▸ About this task: For each line below that contains the word "declared", make a copy.

▸ Data:

/---

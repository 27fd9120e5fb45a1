// FilePress - Content-aware file compression
// Copyright (C) 2025 FilePress Contributors
//
// This program is free software: you can redistribute it and/or modify
// it under the terms of the GNU Affero General Public License as published
// by the Free Software Foundation, either version 3 of the License, or
// (at your option) any later version.
//
// This program is distributed in the hope that it will be useful,
// but WITHOUT ANY WARRANTY; without even the implied warranty of
// MERCHANTABILITY or FITNESS FOR A PARTICULAR PURPOSE. See the
// GNU Affero General Public License for more details.


//! Request middleware

use crate::error::ApiError;
use crate::state::AppState;
use axum::extract::{Request, State};
use axum::http::header::{CACHE_CONTROL, CONTENT_LENGTH};
use axum::http::HeaderValue;
use axum::middleware::Next;
use axum::response::{IntoResponse, Response};
use std::sync::Arc;

/// Adds security headers to every response
///
/// Compressed payloads carry the uploader's declared type, so browsers must
/// not sniff them or render them inline in a frame.
pub async fn security_headers_middleware(request: Request, next: Next) -> Response {
    let mut response = next.run(request).await;
    let headers = response.headers_mut();

    headers.insert(
        "X-Content-Type-Options",
        HeaderValue::from_static("nosniff"),
    );
    headers.insert("X-Frame-Options", HeaderValue::from_static("DENY"));
    headers.insert(
        "Content-Security-Policy",
        HeaderValue::from_static("default-src 'none'; frame-ancestors 'none'"),
    );
    headers.insert("Referrer-Policy", HeaderValue::from_static("no-referrer"));
    headers.insert(CACHE_CONTROL, HeaderValue::from_static("no-store"));

    response
}

/// Rejects requests whose declared length exceeds the upload limit
///
/// Streaming bodies without a `Content-Length` are still capped by the body
/// limit layer further in.
pub async fn upload_limit_middleware(
    State(state): State<Arc<AppState>>,
    request: Request,
    next: Next,
) -> Response {
    let limit = state.max_upload_bytes;
    let declared = request
        .headers()
        .get(CONTENT_LENGTH)
        .and_then(|v| v.to_str().ok())
        .and_then(|v| v.parse::<u64>().ok());

    if let Some(length) = declared {
        if length > limit {
            tracing::warn!(
                length,
                limit,
                path = %request.uri().path(),
                "Request exceeds upload limit"
            );
            return ApiError::PayloadTooLarge { limit }.into_response();
        }
    }

    next.run(request).await
}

\---

▸ Task answer:
/// Compressed payloads carry the uploader's declared type, so browsers must
/// Rejects requests whose declared length exceeds the upload limit
    let declared = request
    if let Some(length) = declared {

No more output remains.